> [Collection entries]
=-=-=
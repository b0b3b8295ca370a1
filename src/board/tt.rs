//! Transposition table for caching search results.
//!
//! Uses Zobrist hashes to store and retrieve position evaluations,
//! enabling significant search tree pruning. Fixed-size, power-of-two
//! bucketed (4-way set-associative) rather than a `HashMap`, so lookups
//! and stores stay O(1) without a resize/rehash path.

use std::mem;

use super::Move;

#[derive(Clone, Copy, Debug, PartialEq, Eq)]
pub enum BoundType {
    /// Score is the exact value.
    Exact,
    /// Score is at least this value (the search failed high against beta).
    LowerBound,
    /// Score is at most this value (the search failed low against alpha).
    UpperBound,
}

#[derive(Clone, Copy, Debug)]
pub(crate) struct TTEntry {
    hash: u64,
    depth: u32,
    score: i32,
    bound_type: BoundType,
    best_move: Option<Move>,
    generation: u16,
}

impl TTEntry {
    pub fn depth(&self) -> u32 {
        self.depth
    }

    pub fn score(&self) -> i32 {
        self.score
    }

    pub fn bound_type(&self) -> BoundType {
        self.bound_type
    }

    pub fn best_move(&self) -> Option<Move> {
        self.best_move
    }
}

const BUCKET_SIZE: usize = 4;
type Bucket = [Option<TTEntry>; BUCKET_SIZE];

pub struct TranspositionTable {
    table: Vec<Bucket>,
    mask: usize,
    occupied: usize,
    generation: u16,
    stores: u64,
    replacements: u64,
    probes: u64,
    hits: u64,
    hits_exact: u64,
    hits_lower: u64,
    hits_upper: u64,
}

impl TranspositionTable {
    /// `size_mb`: desired size in megabytes. Rounds down to the nearest
    /// power-of-two bucket count.
    #[must_use]
    pub fn new(size_mb: usize) -> Self {
        let entry_size = mem::size_of::<Bucket>();
        let mut num_entries = (size_mb * 1024 * 1024) / entry_size;
        num_entries = num_entries.next_power_of_two() / 2;
        if num_entries == 0 {
            num_entries = 1024;
        }

        TranspositionTable {
            table: vec![[None, None, None, None]; num_entries],
            mask: num_entries - 1,
            occupied: 0,
            generation: 0,
            stores: 0,
            replacements: 0,
            probes: 0,
            hits: 0,
            hits_exact: 0,
            hits_lower: 0,
            hits_upper: 0,
        }
    }

    fn index(&self, hash: u64) -> usize {
        (hash as usize) & self.mask
    }

    /// Probe for a usable score at `hash` against the requested `depth` and
    /// window, per the bound-type rules; also returns the stored best move
    /// for ordering even on a miss-by-depth.
    pub(crate) fn probe(
        &mut self,
        hash: u64,
        depth: u32,
        alpha: i32,
        beta: i32,
    ) -> (Option<i32>, Option<Move>) {
        self.probes += 1;
        let Some(entry) = self.probe_raw(hash) else {
            return (None, None);
        };
        let best_move = entry.best_move;
        if entry.depth < depth {
            return (None, best_move);
        }
        let score = match entry.bound_type {
            BoundType::Exact => Some(entry.score),
            BoundType::LowerBound if entry.score >= beta => Some(entry.score),
            BoundType::UpperBound if entry.score <= alpha => Some(entry.score),
            _ => None,
        };
        if score.is_some() {
            self.hits += 1;
            match entry.bound_type {
                BoundType::Exact => self.hits_exact += 1,
                BoundType::LowerBound => self.hits_lower += 1,
                BoundType::UpperBound => self.hits_upper += 1,
            }
        }
        (score, best_move)
    }

    pub(crate) fn probe_raw(&self, hash: u64) -> Option<&TTEntry> {
        let index = self.index(hash);
        self.table[index].iter().flatten().find(|e| e.hash == hash)
    }

    /// Store a result computed with window `[alpha_orig, beta)`, deriving
    /// the bound type from where `score` landed relative to that window.
    pub(crate) fn store(
        &mut self,
        hash: u64,
        depth: u32,
        score: i32,
        alpha_orig: i32,
        beta: i32,
        best_move: Option<Move>,
    ) {
        let bound_type = if score <= alpha_orig {
            BoundType::UpperBound
        } else if score >= beta {
            BoundType::LowerBound
        } else {
            BoundType::Exact
        };
        self.store_raw(hash, depth, score, bound_type, best_move);
    }

    fn store_raw(
        &mut self,
        hash: u64,
        depth: u32,
        score: i32,
        bound_type: BoundType,
        best_move: Option<Move>,
    ) {
        self.stores += 1;
        let generation = self.generation;
        let index = self.index(hash);
        let bucket = &mut self.table[index];

        for slot in bucket.iter_mut() {
            if let Some(existing) = slot {
                if existing.hash == hash {
                    *slot = Some(TTEntry { hash, depth, score, bound_type, best_move, generation });
                    self.replacements += 1;
                    return;
                }
            }
        }

        for slot in bucket.iter_mut() {
            if slot.is_none() {
                *slot = Some(TTEntry { hash, depth, score, bound_type, best_move, generation });
                self.occupied += 1;
                return;
            }
        }

        let mut replace_idx = 0;
        let mut worst_priority = i32::MAX;
        for (idx, slot) in bucket.iter().enumerate() {
            if let Some(entry) = slot {
                let age = generation.wrapping_sub(entry.generation);
                let priority = (entry.depth as i32).saturating_mul(2) - age as i32;
                if idx == 0 || priority < worst_priority {
                    replace_idx = idx;
                    worst_priority = priority;
                }
            }
        }

        bucket[replace_idx] = Some(TTEntry { hash, depth, score, bound_type, best_move, generation });
        self.replacements += 1;
    }

    /// Bump the generation counter between iterative-deepening iterations so
    /// newer entries are preferred over older ones on replacement.
    pub fn new_generation(&mut self) {
        self.generation = self.generation.wrapping_add(1);
    }

    pub fn clear(&mut self) {
        for bucket in &mut self.table {
            *bucket = [None, None, None, None];
        }
        self.occupied = 0;
        self.generation = 0;
        self.stores = 0;
        self.replacements = 0;
        self.probes = 0;
        self.hits = 0;
        self.hits_exact = 0;
        self.hits_lower = 0;
        self.hits_upper = 0;
    }

    #[must_use]
    pub fn hashfull_per_mille(&self) -> u32 {
        let total_slots = self.table.len().saturating_mul(BUCKET_SIZE);
        if total_slots == 0 {
            return 0;
        }
        ((self.occupied as u64 * 1000) / total_slots as u64) as u32
    }

    #[must_use]
    pub fn probes(&self) -> u64 {
        self.probes
    }

    #[must_use]
    pub fn hits(&self) -> u64 {
        self.hits
    }

    #[must_use]
    pub fn stores(&self) -> u64 {
        self.stores
    }

    #[must_use]
    pub fn replacements(&self) -> u64 {
        self.replacements
    }

    #[must_use]
    pub fn hits_exact(&self) -> u64 {
        self.hits_exact
    }

    #[must_use]
    pub fn hits_lower(&self) -> u64 {
        self.hits_lower
    }

    #[must_use]
    pub fn hits_upper(&self) -> u64 {
        self.hits_upper
    }

    #[must_use]
    pub fn size(&self) -> u64 {
        self.occupied as u64
    }
}

impl Default for TranspositionTable {
    fn default() -> Self {
        Self::new(16)
    }
}
//! # Recipe Catalog Module
//!
//! This module holds the read-only recipe catalog and the providers that hand
//! it to the rest of the crate.
//!
//! The catalog keeps recipes in load order (ranking ties are broken by this
//! order) and indexes them by their case-sensitive name.
//!
//! ## Providers
//!
//! - [`InMemoryCatalogProvider`]: a fixed catalog, mostly for tests and embedding
//! - [`SharedCatalog`]: a catalog that can be swapped atomically while readers keep their snapshot
//! - [`JsonFileCatalogProvider`]: loads a JSON catalog (an array of recipes, or an object keyed
//!   by recipe name) from disk and reloads on demand

use anyhow::{bail, Context};
use serde_json::Value;
use log::{debug, info, warn};
use std::collections::HashMap;
use std::fs;
use std::path::{Path, PathBuf};
use std::sync::{Arc, PoisonError, RwLock};

use crate::errors::{AssistantError, Result};
use crate::recipe_model::Recipe;

/// An ordered, name-indexed collection of recipes
#[derive(Debug, Clone, Default, PartialEq)]
pub struct Catalog {
    recipes: Vec<Recipe>,
    index: HashMap<String, usize>,
}

impl Catalog {
    /// Build a catalog, rejecting duplicate recipe names
    pub fn new(recipes: Vec<Recipe>) -> Result<Self> {
        let mut index = HashMap::with_capacity(recipes.len());
        for (position, recipe) in recipes.iter().enumerate() {
            if index.insert(recipe.name.clone(), position).is_some() {
                return Err(AssistantError::Catalog(format!(
                    "duplicate recipe name '{}'",
                    recipe.name
                )));
            }
        }
        debug!("Built catalog with {} recipes", recipes.len());
        Ok(Self { recipes, index })
    }

    pub fn len(&self) -> usize {
        self.recipes.len()
    }

    pub fn is_empty(&self) -> bool {
        self.recipes.is_empty()
    }

    /// Iterate recipes in load order
    pub fn iter(&self) -> impl Iterator<Item = &Recipe> {
        self.recipes.iter()
    }

    pub fn get(&self, name: &str) -> Option<&Recipe> {
        self.index.get(name).map(|&position| &self.recipes[position])
    }

    /// Look up a recipe by name, failing with `NotFound`
    pub fn lookup(&self, name: &str) -> Result<&Recipe> {
        self.get(name)
            .ok_or_else(|| AssistantError::NotFound(name.to_string()))
    }

    /// Recipes with more than `min_ingredients` raw ingredient tokens, in load order
    pub fn eligible_for_recommendation(
        &self,
        min_ingredients: usize,
    ) -> impl Iterator<Item = &Recipe> {
        self.recipes
            .iter()
            .filter(move |recipe| recipe.raw_ingredient_count() > min_ingredients)
    }
}

/// Source of the catalog the core computes on
pub trait CatalogProvider: Send + Sync {
    /// Current catalog snapshot
    fn catalog(&self) -> Result<Arc<Catalog>>;
}

/// Provider serving one fixed catalog
#[derive(Debug, Clone)]
pub struct InMemoryCatalogProvider {
    catalog: Arc<Catalog>,
}

impl InMemoryCatalogProvider {
    pub fn new(catalog: Catalog) -> Self {
        Self {
            catalog: Arc::new(catalog),
        }
    }

    /// Build the catalog from recipes directly
    pub fn from_recipes(recipes: Vec<Recipe>) -> Result<Self> {
        Ok(Self::new(Catalog::new(recipes)?))
    }
}

impl CatalogProvider for InMemoryCatalogProvider {
    fn catalog(&self) -> Result<Arc<Catalog>> {
        Ok(Arc::clone(&self.catalog))
    }
}

/// Catalog that can be replaced while readers hold snapshots
///
/// Readers get an `Arc` to the catalog current at the time of the call; a
/// replacement swaps the `Arc` and never mutates a catalog in place.
#[derive(Debug, Default)]
pub struct SharedCatalog {
    current: RwLock<Arc<Catalog>>,
}

impl SharedCatalog {
    pub fn new(catalog: Catalog) -> Self {
        Self {
            current: RwLock::new(Arc::new(catalog)),
        }
    }

    /// Current catalog snapshot
    pub fn snapshot(&self) -> Arc<Catalog> {
        let guard = self.current.read().unwrap_or_else(PoisonError::into_inner);
        Arc::clone(&guard)
    }

    /// Swap in a new catalog, returning the previous one
    pub fn replace(&self, catalog: Catalog) -> Arc<Catalog> {
        let mut guard = self.current.write().unwrap_or_else(PoisonError::into_inner);
        info!("Replacing catalog: {} -> {} recipes", guard.len(), catalog.len());
        std::mem::replace(&mut *guard, Arc::new(catalog))
    }
}

impl CatalogProvider for SharedCatalog {
    fn catalog(&self) -> Result<Arc<Catalog>> {
        Ok(self.snapshot())
    }
}

/// Provider backed by a JSON catalog file, either an array of records or an object keyed by name
#[derive(Debug)]
pub struct JsonFileCatalogProvider {
    path: PathBuf,
    shared: SharedCatalog,
}

impl JsonFileCatalogProvider {
    /// Load the catalog file once and serve it until [`reload`](Self::reload) is called
    pub fn open(path: impl AsRef<Path>) -> Result<Self> {
        let path = path.as_ref().to_path_buf();
        let catalog = load_catalog_file(&path)?;
        Ok(Self {
            path,
            shared: SharedCatalog::new(catalog),
        })
    }

    pub fn path(&self) -> &Path {
        &self.path
    }

    /// Re-read the file and swap the catalog in; on failure the old catalog stays active
    pub fn reload(&self) -> Result<()> {
        match load_catalog_file(&self.path) {
            Ok(catalog) => {
                self.shared.replace(catalog);
                Ok(())
            }
            Err(e) => {
                warn!("Catalog reload from {} failed: {}", self.path.display(), e);
                Err(e)
            }
        }
    }
}

impl CatalogProvider for JsonFileCatalogProvider {
    fn catalog(&self) -> Result<Arc<Catalog>> {
        Ok(self.shared.snapshot())
    }
}

fn load_catalog_file(path: &Path) -> Result<Catalog> {
    info!("Loading recipe catalog from {}", path.display());

    let content = fs::read_to_string(path)
        .with_context(|| format!("Failed to read catalog file {}", path.display()))?;
    let recipes = parse_recipes(&content)
        .with_context(|| format!("Failed to parse catalog file {}", path.display()))?;

    let catalog = Catalog::new(recipes)?;
    info!("Loaded {} recipes", catalog.len());
    Ok(catalog)
}

/// Read either an array of recipe records or an object keyed by recipe name
///
/// In the keyed form the key is the recipe name; entries keep file order.
fn parse_recipes(content: &str) -> anyhow::Result<Vec<Recipe>> {
    match serde_json::from_str::<Value>(content)? {
        Value::Array(records) => records
            .into_iter()
            .enumerate()
            .map(|(position, record)| {
                serde_json::from_value(record)
                    .with_context(|| format!("Invalid recipe record at index {position}"))
            })
            .collect(),
        Value::Object(entries) => entries
            .into_iter()
            .map(|(name, mut record)| {
                if let Value::Object(fields) = &mut record {
                    fields.insert("name".to_string(), Value::String(name.clone()));
                }
                serde_json::from_value(record)
                    .with_context(|| format!("Invalid record for recipe '{name}'"))
            })
            .collect(),
        _ => bail!("expected an array of recipes or an object keyed by recipe name"),
    }
}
=-=-=
Tally, across the records, each line that contains the word "PathBuf", and answer with nothing except the count.

2